We must dismantle the racialization of violence


On Saturday January 21, millions of women, femmes, and allies across the world marched in support of women’s rights and in opposition of the new Trump administration. While the Montreal Women’s March included Indigenous elders and speakers of colour who emphasized intersectionality, the majority of attendees worldwide were white, cisgender women. The marches were praised for being “peaceful”: supporters extolled the fact that there were no arrests of protesters at many of the marches, despite the size of the crowds. However, the fact that the marches were deemed “peaceful” speaks more to the fact that the march was populated mostly by cisgender white women, than the fact that they were non-violent. If the march were majority non-violent protesters of colour, there would likely have been arrests, based on a racialized conception of violence. The number of arrests was determined not by what happened at the protests, but who was at the protest.

Racialized people are assumed to be violent even before they act. Since colonialism, racialized people – particularly Black people – have been seen as ‘dangerous,’ ‘irrational,’ and ‘inherently criminal.’ Trans people and undocumented immigrants face similar stereotypes. The elevation of their position in society (which is often the result sought by protests) is a further departure from the current status quo than elevation of white women: for this reason, cis white bodies are seen as ‘rational,’ ‘safe,’ and ‘civilized.’ This allows white people to protest and enact resistance without being perceived as violent, and without provoking state violence in response.

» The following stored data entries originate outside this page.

//! # ActorClient Trait
//!
//! Common interface for resource-specific clients: default `get`, `list` and
//! `delete` built on a generic [`ResourceClient`].

use crate::{ActorEntity, FrameworkError, ResourceClient};
use async_trait::async_trait;

/// Trait for resource-specific clients to inherit the standard read and
/// delete operations.
///
/// ```rust,ignore
/// #[async_trait]
/// impl ActorClient<Product> for ProductClient {
///     type Error = CatalogError;
///
///     fn inner(&self) -> &ResourceClient<Product> {
///         &self.inner
///     }
///
///     fn map_error(e: FrameworkError<Product>) -> Self::Error {
///         CatalogError::from(e)
///     }
/// }
///
/// // get(), list() and delete() are provided
/// let product = client.get(ProductId(1)).await?;
/// ```
#[async_trait]
pub trait ActorClient<T: ActorEntity>: Send + Sync {
    /// The resource-specific error type.
    type Error: Send + Sync;

    /// Access the inner generic ResourceClient.
    fn inner(&self) -> &ResourceClient<T>;

    /// Map framework errors to the specific resource error type.
    fn map_error(e: FrameworkError<T>) -> Self::Error;

    /// Fetch an entity by ID.
    #[tracing::instrument(skip(self))]
    async fn get(&self, id: T::Id) -> Result<Option<T>, Self::Error> {
        tracing::debug!("Sending request");
        self.inner().get(id).await.map_err(Self::map_error)
    }

    /// Fetch every entity, ordered by ID.
    #[tracing::instrument(skip(self))]
    async fn list(&self) -> Result<Vec<T>, Self::Error> {
        tracing::debug!("Sending request");
        self.inner().list().await.map_err(Self::map_error)
    }

    /// Delete an entity by ID.
    #[tracing::instrument(skip(self))]
    async fn delete(&self, id: T::Id) -> Result<(), Self::Error> {
        tracing::debug!("Sending request");
        self.inner().delete(id).await.map_err(Self::map_error)
    }
}
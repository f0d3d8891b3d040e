//! Runtime orchestration and lifecycle management.
//!
//! - [`CatalogSystem`] spawns the product actor, injects its collaborators and
//!   hands out the [`CatalogService`](crate::service::CatalogService)
//! - [`setup_tracing`] initializes logging

pub mod catalog_system;
pub mod tracing;

pub use catalog_system::*;
pub use self::tracing::*;
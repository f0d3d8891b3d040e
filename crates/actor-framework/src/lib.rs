//! # Actor Framework
//!
//! Building blocks for type-safe, single-writer resource actors on Tokio. The
//! pattern pairs a **Resource-Oriented** request set (create, read, update,
//! delete, plus custom actions) with the **Actor Model**: each resource type is
//! owned by one task that processes requests sequentially.
//!
//! ## Architecture Overview
//!
//! 1. **Entity Layer** ([`ActorEntity`]) - the resource's business logic and hooks
//! 2. **Runtime Layer** ([`ResourceActor`]) - message processing and the keyed store
//! 3. **Interface Layer** ([`ResourceClient`], [`ActorClient`]) - typed async calls
//!
//! ## Write Semantics
//!
//! Mutating hooks run on a staged clone of the stored entity. The clone
//! replaces the stored value only when the hook succeeds, so a failed
//! request never leaves a partial write behind. After the write, the entity's
//! [`on_commit`](ActorEntity::on_commit) hook turns the stored value into the
//! [`View`](ActorEntity::View) returned to the caller.
//!
//! ## Context Injection
//!
//! Dependencies are injected at **runtime** via `run(context)`, not at
//! construction time:
//!
//! ```rust,ignore
//! let (actor, client) = ResourceActor::<Product>::new(32);
//! let handle = tokio::spawn(actor.run(CatalogContext { pricing, views, publisher }));
//! ```
//!
//! ## Concurrency Model
//!
//! - Each actor runs in its own Tokio task
//! - Messages are processed **sequentially** within an actor (no locks)
//! - Independent actors run in **parallel**
//! - Dropping every client closes the mailbox and ends the run loop
//!
//! ## Testing
//!
//! The [`mock`] module provides scripted clients for testing code around a
//! [`ResourceClient`] without spawning an actor.

pub mod actor;
pub mod client;
pub mod client_trait;
pub mod entity;
pub mod error;
pub mod message;
pub mod mock;

pub use actor::ResourceActor;
pub use client::ResourceClient;
pub use client_trait::ActorClient;
pub use entity::ActorEntity;
pub use error::FrameworkError;
pub use message::{ResourceRequest, Response};
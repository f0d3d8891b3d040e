use std::sync::Arc;

use crate::pricing::PricingChain;
use crate::publish::Publisher;
use crate::views::ViewPipeline;

/// Collaborators injected into the product actor's run loop.
#[derive(Clone)]
pub struct CatalogContext {
    pub pricing: PricingChain,
    pub views: ViewPipeline,
    pub publisher: Arc<dyn Publisher>,
    pub topic: String,
}
//! The authoritative product record.
//!
//! # Actor Framework
//! [`Product`] implements the [`ActorEntity`](actor_framework::ActorEntity) trait,
//! so the product store is a [`ResourceActor`](actor_framework::ResourceActor).
//!
//! See [`Product`] for details on:
//! - Creation parameters ([`NewProduct`])
//! - Edit parameters ([`ProductDraft`])
//! - Stock and discount actions ([`ProductAction`](crate::product_actor::ProductAction))

use chrono::{DateTime, Utc};
use rust_decimal::Decimal;
use serde::{Deserialize, Serialize};
use std::fmt::Display;

use crate::product_actor::CatalogError;

/// Type-safe identifier for Products.
#[derive(Debug, Clone, Copy, PartialEq, Eq, PartialOrd, Ord, Hash, Serialize, Deserialize)]
pub struct ProductId(pub u64);

impl From<u64> for ProductId {
    fn from(id: u64) -> Self {
        Self(id)
    }
}

impl Display for ProductId {
    fn fmt(&self, f: &mut std::fmt::Formatter<'_>) -> std::fmt::Result {
        write!(f, "product_{}", self.0)
    }
}

#[derive(Debug, Clone, PartialEq, Serialize)]
#[serde(rename_all = "camelCase")]
pub struct Product {
    pub id: ProductId,
    pub name: String,
    pub description: String,
    pub category: String,
    /// Price set by catalog management.
    pub base_price: Decimal,
    /// Price actually charged. Written by the pricing chain or a manual discount.
    pub current_price: Decimal,
    pub stock: u32,
    pub image_ref: Option<String>,
    pub last_modified: DateTime<Utc>,
}

impl Product {
    /// Builds a product from validated fields. The current price starts at
    /// the base price; the pricing chain adjusts it afterwards.
    pub fn new(id: ProductId, fields: ProductFields, image_ref: Option<String>) -> Self {
        Self {
            id,
            name: fields.name,
            description: fields.description,
            category: fields.category,
            base_price: fields.base_price,
            current_price: fields.base_price,
            stock: fields.stock,
            image_ref,
            last_modified: Utc::now(),
        }
    }

    /// Overwrites the catalog-managed fields. Identity and image are kept.
    pub fn apply(&mut self, fields: ProductFields) {
        self.name = fields.name;
        self.description = fields.description;
        self.category = fields.category;
        self.base_price = fields.base_price;
        self.stock = fields.stock;
    }

    pub fn touch(&mut self) {
        self.last_modified = Utc::now();
    }
}

/// Product data as submitted by catalog management.
///
/// Stock is signed here so that a negative value coming off the wire is
/// reported as invalid input rather than failing deserialization.
#[derive(Debug, Clone, PartialEq, Serialize, Deserialize)]
#[serde(rename_all = "camelCase")]
pub struct ProductDraft {
    pub name: String,
    #[serde(default)]
    pub description: String,
    #[serde(default)]
    pub category: String,
    pub base_price: Decimal,
    pub stock: i64,
}

/// A [`ProductDraft`] that passed validation.
#[derive(Debug, Clone, PartialEq)]
pub struct ProductFields {
    pub name: String,
    pub description: String,
    pub category: String,
    pub base_price: Decimal,
    pub stock: u32,
}

impl ProductDraft {
    pub fn new(name: impl Into<String>, category: impl Into<String>, base_price: Decimal, stock: i64) -> Self {
        Self {
            name: name.into(),
            description: String::new(),
            category: category.into(),
            base_price,
            stock,
        }
    }

    pub fn with_description(mut self, description: impl Into<String>) -> Self {
        self.description = description.into();
        self
    }

    pub fn validate(self) -> Result<ProductFields, CatalogError> {
        let name = self.name.trim().to_string();
        if name.is_empty() {
            return Err(CatalogError::InvalidInput("product name must not be blank".into()));
        }
        if self.base_price < Decimal::ZERO {
            return Err(CatalogError::InvalidInput(format!(
                "base price must not be negative, got {}",
                self.base_price
            )));
        }
        let stock = stock_from(self.stock)?;
        Ok(ProductFields {
            name,
            description: self.description,
            category: self.category.trim().to_string(),
            base_price: self.base_price,
            stock,
        })
    }
}

/// Converts a boundary stock value into the domain range.
pub fn stock_from(value: i64) -> Result<u32, CatalogError> {
    u32::try_from(value)
        .map_err(|_| CatalogError::InvalidInput(format!("stock must be between 0 and {}, got {value}", u32::MAX)))
}

/// Create payload: the draft plus the stored image reference.
#[derive(Debug, Clone)]
pub struct NewProduct {
    pub draft: ProductDraft,
    pub image_ref: Option<String>,
}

The state enacts violence against those who it deems to be violent. Protests which focus on the rights of queer, trans, intersex, Black, Indigenous, and people of colour (QTIBIPOC) are met with heavy police presence, as well as condemnation from the mainstream media. This is nothing new. Nonviolence by racialized people is always met with violence, especially during times of Black or Indigenous resistance in North America. For example, nonviolent Black Lives Matter protests are met with violent responses because Black bodies are read as inherently criminal and aggressive. The numbers of arrests at Black Lives Matter protests – and more generally the high incarceration rates of Black people – then only serve to perpetuate the stereotype that Black and racialized people are inherently criminal.

Before we brag that the Women’s Marches had very few arrests because the marchers were “civil” and “peaceful,” we must consider that the march was only considered peaceful – and treated as such by the police – because of the demographic. White women enjoy an enormous amount of protection from police violence, because whiteness is not read as inherently criminal. Ultimately, we must carefully consider which actions we deem to be violent, and whether that reading is a product of the actions of the people, or their privilege.